Вспомним, к чему призывает философский миф Платона. Цель наша, по убеждению античного мыслителя, — бегство из горестного мира, освобождение от оков мертвящего душу низшего материального бытия. Только совершив этот побег, человек может воспарить в познании горнего. В символических же построениях святителя Григория совершенно другие течение событий и развязка. Если у Платона античные боги равнодушны к устремлениям человека, то в толкуемой святителем Григорием “Песни Песней” Жених в нетерпении Сам “стоит у нас за стеною, заглядывает в окно, мелькает сквозь решетку” (Песн 2: 9). Христианский Бог жаждет спасения и просвещения человека, и потому-то спасение это совершается совсем иным образом, чем у Платона. Явление в мир Слова, ставшего плотью, разрушает то “средостение”, что отделяло мир от его Творца. Жених в “Песни Песней” и Его Невеста-Церковь устремляются друг к другу, уничтожая все препятствия и преграды…
По мысли святителя Григория, Евангелие Благодати превзошло собой власть Закона, сломав решетки древней тюрьмы. При этом воздух в доме, бывшем некогда темницей греховного человечества, совершенно соединился с воздухом за его пределами, слился с тем “эфирным светом”14, тем небесным сиянием, что теперь уже беспрепятственно устремляется внутрь здания. Небо отныне сходит на землю, земля же — возносится к небесам. Само Солнце Правды освещает всю полноту мироздания. Слово, восприняв телесность созданной Им же твари, освятив и обожив ее, соделав ее частью Богочеловеческого ипостасного бытия, неразрывно соединяет ее с горними обителями.
Заимствуя у Платона внешнюю канву образного ряда, святитель Григорий отнюдь не перенимает у него смысла его пессимистичной притчи. В “Толковании” святителя Григория мы можем различить даже скрытую полемику с духовным строем античности. При сохранении ряда атрибутов классического “философского этикета”, присущих эллинизму символических “сюжетных ходов”, мы наблюдаем у святителя Григория совершенно иное отношение к тварному бытию. Не бегство человека из мира, но их взаимозависимое преображение, не ненависть к телесному началу, но обожение его через жизнь во Христе, — вот подлинно христианский способ взаимоотношения духовного и материального в человеке и в мире.
Итак, в “новом мифе о пещере” совершается не мерещившаяся Гарнаку эллинизация христианства, но напротив — вполне сознательная христианизация древних античных образов и символов. Безотрадная платоновская темница-пещера в “Толковании” святителя Григория обращается в место радостной встречи Бога и человека.
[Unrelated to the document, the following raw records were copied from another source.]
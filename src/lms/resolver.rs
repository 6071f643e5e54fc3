use tracing::{debug, warn};
use crate::constants::REFERENCE_TABLE;
use crate::lms::percentile_from_z;
use crate::models::{LmsSource, MeasurementQuery, MetricKind, PercentileResult, SdBand, Sex};
use crate::tables::{ReferenceTable, TableLookup};
use crate::Error;

/// Computes z-scores and SD bands against a reference table. Holds no state
/// of its own; every call is a pure function of the query and the table.
#[derive(Debug, Clone, Copy)]
pub struct PercentileResolver<'a> {
    table: &'a ReferenceTable,
}

impl Default for PercentileResolver<'static> {
    fn default() -> Self {
        Self::new(&REFERENCE_TABLE)
    }
}

impl<'a> PercentileResolver<'a> {
    pub fn new(table: &'a ReferenceTable) -> Self {
        Self { table }
    }

    pub fn table(&self) -> &'a ReferenceTable {
        self.table
    }

    /// Resolves a query strictly: ages outside the table fail with `OutOfRange`.
    pub fn resolve(&self, query: &MeasurementQuery) -> Result<PercentileResult, Error> {
        query.validate()?;
        let lookup = self.table.lookup(query.metric, query.sex, query.age)?;
        Ok(evaluate(query, lookup, false))
    }

    /// Like [`resolve`](Self::resolve), but an age outside the table is
    /// replaced by the nearest tabulated bound and the result is flagged
    /// approximate.
    pub fn resolve_clamped(&self, query: &MeasurementQuery) -> Result<PercentileResult, Error> {
        query.validate()?;
        match self.table.lookup(query.metric, query.sex, query.age) {
            Ok(lookup) => Ok(evaluate(query, lookup, false)),
            Err(Error::OutOfRange { min, max, .. }) => {
                let nearest = if query.age < min as f64 { min } else { max };
                warn!(
                    "Age {} outside {}..={} for {}/{}, clamping to {}",
                    query.age, min, max, query.metric, query.sex, nearest
                );
                let lookup = self.table.lookup(query.metric, query.sex, nearest as f64)?;
                Ok(evaluate(query, lookup, true))
            }
            Err(e) => Err(e),
        }
    }

    /// Resolves each query independently.
    pub fn resolve_batch(
        &self,
        queries: &[MeasurementQuery],
        clamp: bool,
    ) -> Vec<Result<PercentileResult, Error>> {
        queries
            .iter()
            .map(|query| {
                if clamp {
                    self.resolve_clamped(query)
                } else {
                    self.resolve(query)
                }
            })
            .collect()
    }

    /// Measurement sitting at `z` for the given age, through the same lookup
    /// and interpolation path as [`resolve`](Self::resolve).
    pub fn value_for_z(&self, metric: MetricKind, sex: Sex, age: f64, z: f64) -> Result<f64, Error> {
        if !z.is_finite() {
            return Err(Error::InvalidInput(format!("z-score must be finite, got {}", z)));
        }
        if !age.is_finite() || age < 0.0 {
            return Err(Error::InvalidInput(format!("Age must be non-negative, got {}", age)));
        }

        let lms = match self.table.lookup(metric, sex, age)? {
            TableLookup::Exact(record) => record.lms(),
            TableLookup::Between { lower, upper } => {
                lower.lms().interpolate(&upper.lms(), fraction(age, lower.age_index, upper.age_index))
            }
        };

        lms.value_at_z(z).ok_or_else(|| {
            Error::InvalidInput(format!(
                "No {} measurement corresponds to z = {} at age {}",
                metric, z, age
            ))
        })
    }
}

fn fraction(age: f64, lower: u32, upper: u32) -> f64 {
    (age - lower as f64) / (upper as f64 - lower as f64)
}

fn evaluate(query: &MeasurementQuery, lookup: TableLookup<'_>, approximate: bool) -> PercentileResult {
    let (lms, sd_reference, source) = match lookup {
        TableLookup::Exact(record) => {
            let lms = record.lms();
            (lms, lms.sd_reference(), LmsSource::Exact(*record))
        }
        TableLookup::Between { lower, upper } => {
            let fraction = fraction(query.age, lower.age_index, upper.age_index);
            (
                lower.lms().interpolate(&upper.lms(), fraction),
                lower.sd.interpolate(&upper.sd, fraction),
                LmsSource::Interpolated {
                    lower: *lower,
                    upper: *upper,
                    fraction,
                },
            )
        }
    };

    let z_score = lms.z_score(query.value);
    let band = SdBand::classify(query.value, &sd_reference);

    debug!(
        "{}/{} age {} value {}: z = {:.4}, {}",
        query.metric, query.sex, query.age, query.value, z_score, band
    );

    PercentileResult {
        query: *query,
        lms,
        sd_reference,
        z_score,
        percentile: percentile_from_z(z_score),
        band,
        source,
        approximate,
    }
}
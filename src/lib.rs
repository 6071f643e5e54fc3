pub mod api;
pub mod config;
pub mod constants;
pub mod error;
pub mod lms;
pub mod models;
pub mod report;
pub mod tables;
pub mod validator;
pub mod writer;

#[cfg(test)]
mod tests;

pub use api::*;
pub use config::*;
pub use constants::*;
pub use error::Error;
pub use lms::*;
pub use models::*;
pub use report::*;
pub use tables::*;
pub use validator::*;
pub use writer::*;

use tracing::Level;

/// Installs the global fmt subscriber. `LOG_LEVEL` selects the level, `info` by default.
pub fn init_logging() {
    let level = std::env::var("LOG_LEVEL")
        .ok()
        .and_then(|raw| raw.parse::<Level>().ok())
        .unwrap_or(Level::INFO);

    tracing_subscriber::fmt()
        .with_max_level(level)
        .with_target(false)
        .init();
}
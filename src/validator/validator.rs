use serde::Serialize;
use std::collections::BTreeMap;
use tracing::{debug, info};
use crate::constants::{SD_LEVELS, SD_ROUNDING_TOLERANCE, SIGNIFICANT_SD_DISCREPANCY_PERCENT};
use crate::models::LmsRecord;
use crate::tables::ReferenceTable;

/// A tabulated SD point that disagrees with the one derived from its row's L/M/S.
#[derive(Debug, Clone, Serialize)]
pub struct SdDiscrepancy {
    pub age_index: u32,
    pub level: i32,
    pub tabulated: f64,
    pub derived: f64,
    pub difference: f64,
    pub difference_percent: f64,
}

#[derive(Debug, Clone, Default, Serialize)]
pub struct ValidationStats {
    pub records_checked: usize,
    pub points_checked: usize,
    pub max_difference: f64,
    pub max_difference_percent: f64,
    pub discrepancies: Vec<SdDiscrepancy>,
}

impl ValidationStats {
    pub fn is_clean(&self) -> bool {
        self.discrepancies.is_empty()
    }

    pub fn is_significant(&self) -> bool {
        self.discrepancies
            .iter()
            .any(|d| d.difference_percent > SIGNIFICANT_SD_DISCREPANCY_PERCENT)
    }
}

pub struct TableValidator<'a> {
    table: &'a ReferenceTable,
}

impl<'a> TableValidator<'a> {
    pub fn new(table: &'a ReferenceTable) -> Self {
        Self { table }
    }

    /// Stats per partition, keyed `metric/sex`.
    pub fn validate_all(&self) -> BTreeMap<String, ValidationStats> {
        let mut results = BTreeMap::new();

        for (metric, sex, records) in self.table.partitions() {
            let key = format!("{}/{}", metric, sex);
            let stats = validate_partition(records);
            debug!(
                "{}: {} records, max SD difference {:.4} ({:.2}%)",
                key, stats.records_checked, stats.max_difference, stats.max_difference_percent
            );
            results.insert(key, stats);
        }

        info!("Validated {} reference partitions", results.len());
        results
    }
}

pub fn validate_partition(records: &[LmsRecord]) -> ValidationStats {
    let mut stats = ValidationStats::default();

    for record in records {
        let derived = record.lms().sd_reference();
        stats.records_checked += 1;

        for (idx, &level) in SD_LEVELS.iter().enumerate() {
            let tabulated = record.sd.points[idx];
            let expected = derived.points[idx];
            let difference = (tabulated - expected).abs();
            let difference_percent = if expected > 0.0 {
                difference / expected * 100.0
            } else {
                0.0
            };
            stats.points_checked += 1;

            if difference > stats.max_difference {
                stats.max_difference = difference;
            }
            if difference_percent > stats.max_difference_percent {
                stats.max_difference_percent = difference_percent;
            }

            if difference > SD_ROUNDING_TOLERANCE {
                stats.discrepancies.push(SdDiscrepancy {
                    age_index: record.age_index,
                    level,
                    tabulated,
                    derived: expected,
                    difference,
                    difference_percent,
                });
            }
        }
    }

    stats
}
//! Length/height-for-age, cm, months 0-12. L is 1 throughout.

use crate::models::LmsRow;

pub(crate) const HEIGHT_GIRLS: &[LmsRow] = &[
    (0, 1.0000, 49.1477, 0.03790, [43.6, 45.4, 47.3, 49.1, 51.0, 52.9, 54.7]),
    (1, 1.0000, 53.6872, 0.03640, [47.8, 49.8, 51.7, 53.7, 55.6, 57.6, 59.5]),
    (2, 1.0000, 57.0673, 0.03568, [51.0, 53.0, 55.0, 57.1, 59.1, 61.1, 63.2]),
    (3, 1.0000, 59.8029, 0.03520, [53.5, 55.6, 57.7, 59.8, 61.9, 64.0, 66.1]),
    (4, 1.0000, 62.0899, 0.03486, [55.6, 57.8, 59.9, 62.1, 64.3, 66.4, 68.6]),
    (5, 1.0000, 64.0301, 0.03463, [57.4, 59.6, 61.8, 64.0, 66.2, 68.5, 70.7]),
    (6, 1.0000, 65.7311, 0.03448, [58.9, 61.2, 63.5, 65.7, 68.0, 70.3, 72.5]),
    (7, 1.0000, 67.2873, 0.03441, [60.3, 62.7, 65.0, 67.3, 69.6, 71.9, 74.2]),
    (8, 1.0000, 68.7498, 0.03440, [61.7, 64.0, 66.4, 68.7, 71.1, 73.5, 75.8]),
    (9, 1.0000, 70.1435, 0.03444, [62.9, 65.3, 67.7, 70.1, 72.6, 75.0, 77.4]),
    (10, 1.0000, 71.4818, 0.03452, [64.1, 66.5, 69.0, 71.5, 73.9, 76.4, 78.9]),
    (11, 1.0000, 72.7710, 0.03464, [65.2, 67.7, 70.3, 72.8, 75.3, 77.8, 80.3]),
    (12, 1.0000, 74.0150, 0.03479, [66.3, 68.9, 71.4, 74.0, 76.6, 79.2, 81.7]),
];

pub(crate) const HEIGHT_BOYS: &[LmsRow] = &[
    (0, 1.0000, 49.8842, 0.03795, [44.2, 46.1, 48.0, 49.9, 51.8, 53.7, 55.6]),
    (1, 1.0000, 54.7244, 0.03557, [48.9, 50.8, 52.8, 54.7, 56.7, 58.6, 60.6]),
    (2, 1.0000, 58.4249, 0.03424, [52.4, 54.4, 56.4, 58.4, 60.4, 62.4, 64.4]),
    (3, 1.0000, 61.4292, 0.03328, [55.3, 57.3, 59.4, 61.4, 63.5, 65.5, 67.6]),
    (4, 1.0000, 63.8860, 0.03257, [57.6, 59.7, 61.8, 63.9, 66.0, 68.0, 70.1]),
    (5, 1.0000, 65.9026, 0.03204, [59.6, 61.7, 63.8, 65.9, 68.0, 70.1, 72.2]),
    (6, 1.0000, 67.6236, 0.03165, [61.2, 63.3, 65.5, 67.6, 69.8, 71.9, 74.0]),
    (7, 1.0000, 69.1645, 0.03139, [62.7, 64.8, 67.0, 69.2, 71.3, 73.5, 75.7]),
    (8, 1.0000, 70.5994, 0.03124, [64.0, 66.2, 68.4, 70.6, 72.8, 75.0, 77.2]),
    (9, 1.0000, 71.9687, 0.03117, [65.2, 67.5, 69.7, 72.0, 74.2, 76.5, 78.7]),
    (10, 1.0000, 73.2812, 0.03118, [66.4, 68.7, 71.0, 73.3, 75.6, 77.9, 80.1]),
    (11, 1.0000, 74.5388, 0.03125, [67.6, 69.9, 72.2, 74.5, 76.9, 79.2, 81.5]),
    (12, 1.0000, 75.7488, 0.03137, [68.6, 71.0, 73.4, 75.7, 78.1, 80.5, 82.9]),
];
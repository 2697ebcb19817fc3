//! Snapshot persistence.
//!
//! The whole database is one JSON document stored under a single key. Every
//! operation is a full read-modify-write of that document; the last writer
//! wins. Unreadable or corrupt documents are replaced by an empty snapshot
//! and never reported to callers.

use std::path::PathBuf;

use thiserror::Error;
use tracing::{debug, warn};

use crate::model::Snapshot;

mod backend;
pub use backend::{FileStorage, MemoryStorage, Storage};

/// Storage key of the database document.
pub const DB_KEY: &str = "s_money_db_v1";

/// Errors raised by storage backends. Absorbed by [`SnapshotStore`].
#[derive(Debug, Error)]
pub enum StoreError {
    #[error("failed to read {}: {source}", path.display())]
    Read {
        path: PathBuf,
        source: std::io::Error,
    },

    #[error("failed to write {}: {source}", path.display())]
    Write {
        path: PathBuf,
        source: std::io::Error,
    },

    #[error("corrupt snapshot: {0}")]
    Corrupt(#[from] serde_json::Error),
}

/// Loads and saves the [`Snapshot`] through a [`Storage`] backend.
#[derive(Debug)]
pub struct SnapshotStore<S> {
    storage: S,
    key: String,
}

impl<S: Storage> SnapshotStore<S> {
    pub fn new(storage: S) -> Self {
        Self::with_key(storage, DB_KEY)
    }

    pub fn with_key(storage: S, key: impl Into<String>) -> Self {
        Self {
            storage,
            key: key.into(),
        }
    }

    pub fn storage(&self) -> &S {
        &self.storage
    }

    pub fn into_storage(self) -> S {
        self.storage
    }

    /// Load the current snapshot, falling back to an empty one.
    pub fn load(&self) -> Snapshot {
        match self.try_load() {
            Ok(Some(snapshot)) => snapshot,
            Ok(None) => {
                debug!(key = %self.key, "no stored snapshot, starting fresh");
                Snapshot::default()
            }
            Err(e) => {
                warn!(key = %self.key, error = %e, "unreadable snapshot, resetting to defaults");
                Snapshot::default()
            }
        }
    }

    /// Overwrite the stored snapshot. Write failures are logged and dropped.
    pub fn save(&mut self, snapshot: &Snapshot) {
        if let Err(e) = self.try_save(snapshot) {
            warn!(key = %self.key, error = %e, "failed to save snapshot");
        }
    }

    fn try_load(&self) -> Result<Option<Snapshot>, StoreError> {
        let Some(raw) = self.storage.get(&self.key)? else {
            return Ok(None);
        };
        // a stored literal `null` counts as absent
        let snapshot: Option<Snapshot> = serde_json::from_str(&raw)?;
        Ok(snapshot)
    }

    fn try_save(&mut self, snapshot: &Snapshot) -> Result<(), StoreError> {
        let json = serde_json::to_string(snapshot)?;
        self.storage.set(&self.key, &json)?;
        debug!(
            key = %self.key,
            users = snapshot.users.len(),
            investments = snapshot.investments.len(),
            "saved snapshot"
        );
        Ok(())
    }
}
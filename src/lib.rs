pub mod amount;
pub mod csv;
pub mod engine;
pub mod id;
pub mod model;
pub mod store;

pub use amount::Amount;
pub use engine::Engine;
pub use model::{BalanceSummary, Currency, Entry, Investment, Referral, Snapshot, User, Withdrawal};
pub use store::{FileStorage, MemoryStorage, SnapshotStore, Storage};
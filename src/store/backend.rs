//! Key-value backends for the snapshot store.

use std::collections::HashMap;
use std::io;
use std::path::{Path, PathBuf};

use tracing::debug;

use super::StoreError;

/// Durable string key-value storage, the shape of a browser's local storage.
pub trait Storage {
    /// Read the value stored under `key`, `None` when absent.
    fn get(&self, key: &str) -> Result<Option<String>, StoreError>;

    /// Overwrite the value stored under `key`.
    fn set(&mut self, key: &str, value: &str) -> Result<(), StoreError>;
}

/// In-process storage. Nothing survives the process.
#[derive(Debug, Default, Clone)]
pub struct MemoryStorage {
    entries: HashMap<String, String>,
}

impl MemoryStorage {
    pub fn new() -> Self {
        Self::default()
    }
}

impl Storage for MemoryStorage {
    fn get(&self, key: &str) -> Result<Option<String>, StoreError> {
        Ok(self.entries.get(key).cloned())
    }

    fn set(&mut self, key: &str, value: &str) -> Result<(), StoreError> {
        self.entries.insert(key.to_string(), value.to_string());
        Ok(())
    }
}

/// One `<key>.json` file per key inside a directory.
#[derive(Debug, Clone)]
pub struct FileStorage {
    dir: PathBuf,
}

impl FileStorage {
    pub fn new(dir: impl Into<PathBuf>) -> Self {
        Self { dir: dir.into() }
    }

    pub fn dir(&self) -> &Path {
        &self.dir
    }

    pub fn path_for(&self, key: &str) -> PathBuf {
        self.dir.join(format!("{key}.json"))
    }
}

impl Storage for FileStorage {
    fn get(&self, key: &str) -> Result<Option<String>, StoreError> {
        let path = self.path_for(key);
        match std::fs::read_to_string(&path) {
            Ok(contents) => Ok(Some(contents)),
            Err(e) if e.kind() == io::ErrorKind::NotFound => {
                debug!(path = %path.display(), "storage file not found");
                Ok(None)
            }
            Err(source) => Err(StoreError::Read { path, source }),
        }
    }

    fn set(&mut self, key: &str, value: &str) -> Result<(), StoreError> {
        let path = self.path_for(key);
        let write = || -> io::Result<()> {
            std::fs::create_dir_all(&self.dir)?;
            // write to a sibling file then rename, so readers never see half a document
            let temp_path = path.with_extension("json.tmp");
            std::fs::write(&temp_path, value)?;
            std::fs::rename(&temp_path, &path)
        };
        write().map_err(|source| StoreError::Write {
            path: path.clone(),
            source,
        })?;
        debug!(path = %path.display(), bytes = value.len(), "storage file written");
        Ok(())
    }
}

#[cfg(test)]
mod tests {
    use super::*;
    use tempfile::TempDir;

    #[test]
    fn memory_storage_get_set() {
        let mut storage = MemoryStorage::new();
        assert_eq!(storage.get("k").unwrap(), None);

        storage.set("k", "v1").unwrap();
        storage.set("k", "v2").unwrap();
        assert_eq!(storage.get("k").unwrap().as_deref(), Some("v2"));
    }

    #[test]
    fn file_storage_missing_key_is_none() {
        let dir = TempDir::new().unwrap();
        let storage = FileStorage::new(dir.path());
        assert_eq!(storage.get("absent").unwrap(), None);
    }

    #[test]
    fn file_storage_persists_across_instances() {
        let dir = TempDir::new().unwrap();
        {
            let mut storage = FileStorage::new(dir.path());
            storage.set("db", "{\"users\":[]}").unwrap();
        }

        let storage = FileStorage::new(dir.path());
        assert_eq!(storage.get("db").unwrap().as_deref(), Some("{\"users\":[]}"));
        assert!(!dir.path().join("db.json.tmp").exists());
    }

    #[test]
    fn file_storage_creates_missing_directory() {
        let dir = TempDir::new().unwrap();
        let nested = dir.path().join("a").join("b");
        let mut storage = FileStorage::new(&nested);

        storage.set("db", "{}").unwrap();
        assert!(nested.join("db.json").exists());
    }
}
//! Error types for ledger and account operations.

use thiserror::Error;

use crate::Amount;
use crate::model::Currency;

/// Error returned by investment, referral and withdrawal operations.
#[derive(Debug, Error, PartialEq)]
pub enum ValidationError {
    #[error("investment needs a name and a positive amount")]
    InvalidInvestment,

    #[error("{currency} withdrawals are limited to {limit} per transaction")]
    AmountExceedsLimit { currency: Currency, limit: Amount },

    #[error("amount must be a positive number")]
    InvalidAmount,

    #[error("unsupported currency '{0}'")]
    UnsupportedCurrency(String),

    #[error("insufficient {currency} balance: available {available}, requested {requested}")]
    InsufficientFunds {
        currency: Currency,
        available: Amount,
        requested: Amount,
    },

    #[error("user {0} not found")]
    UnknownUser(String),
}

/// Error during login. Never says which of identifier or password was wrong.
#[derive(Debug, Error, PartialEq)]
pub enum AuthError {
    #[error("invalid identifier or password")]
    InvalidCredentials,
}

/// Error during registration, in the order checks are applied.
#[derive(Debug, Error, PartialEq)]
pub enum RegistrationError {
    #[error("password must be at least {min} characters")]
    WeakPassword { min: usize },
    #[error("passwords do not match")]
    PasswordMismatch,
    #[error("email already in use")]
    DuplicateEmail,
    #[error("phone number already in use")]
    DuplicatePhone,
}

/// Error during a password change.
#[derive(Debug, Error, PartialEq)]
pub enum PasswordChangeError {
    #[error("user {0} not found")]
    UserNotFound(String),
    #[error("current password is incorrect")]
    WrongOldPassword,
    #[error("new password must be at least {min} characters")]
    WeakPassword { min: usize },
    #[error("new passwords do not match")]
    PasswordMismatch,
}

/// Error during a profile update.
#[derive(Debug, Error, PartialEq)]
pub enum ProfileError {
    #[error("user {0} not found")]
    UserNotFound(String),
    #[error("email already in use")]
    DuplicateEmail,
    #[error("phone number already in use")]
    DuplicatePhone,
}
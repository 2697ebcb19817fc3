use std::env;

use tokio_stream::wrappers::ReceiverStream;
use tracing::{error, warn};
use tracing_subscriber::EnvFilter;
use smoney::csv::{read_entries, write_statements};
use smoney::{Engine, FileStorage};

#[tokio::main]
async fn main() {
    tracing_subscriber::fmt()
        .with_env_filter(EnvFilter::from_default_env().add_directive("warn".parse().unwrap()))
        .with_writer(std::io::stderr)
        .init();

    let mut args = env::args().skip(1);
    let data_dir = args
        .next()
        .expect("usage: smoney <data-dir> [entries.csv]");
    let entries = args.next();

    let mut engine = Engine::new(FileStorage::new(&data_dir));

    if let Some(path) = entries {
        if !path.ends_with(".csv") {
            warn!(path, "entries file seems to not be a csv file");
        }

        let (entry_sender, entry_receiver) = tokio::sync::mpsc::channel(16);

        tokio::spawn(async move {
            let entries = match read_entries(&path) {
                Ok(entries) => entries,
                Err(e) => {
                    error!("{e}");
                    return;
                }
            };
            for result in entries {
                match result {
                    Ok(entry) => {
                        if entry_sender.send(entry).await.is_err() {
                            break;
                        }
                    }
                    Err(e) => {
                        warn!("{e}");
                    }
                }
            }
        });

        engine.run(ReceiverStream::new(entry_receiver)).await;
    }

    if let Err(e) = write_statements(std::io::stdout().lock(), engine.statements()) {
        error!("failed to write report: {e}");
    }
}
Происходит то, о чем пророчествовал в дни скорби Израиля Исаия и о чем как уже о свершившемся событии возвестило затем Евангельское Благовестие: “народ, сидящий во тьме, увидел свет великий, и сидящим в стране и тени смертной воссиял свет” (Мф 4: 16).
III.
Образ пещеры издревле имел для человека античной культуры глубокий сакральный смысл. Пещера не просто пугала своей мрачностью, темнотой и неизведанностью, но одновременно и притягивала к себе как некое средоточие мистического, волшебного. С одной стороны пещера ассоциировалась с темницей, но с другой — она есть святилище, храм. Недаром в пещерах устраивались храмы, укромные святилища, посвященные языческим божествам. По свидетельству античных историков и философов, пещеры и гроты посвящались богам даже ранее возведения рукотворных храмов. Таковы были: “Зевесова пещера” куретов на Крите, пещера Селены и Пана Ликийского в Аркадии, пещера Диониса на Наксосе. Последователи влиятельного в Римской империи синкретического культа Митры также устраивали многие из своих святилищ в пещерах. В гротах же устраивались и святилища нимф.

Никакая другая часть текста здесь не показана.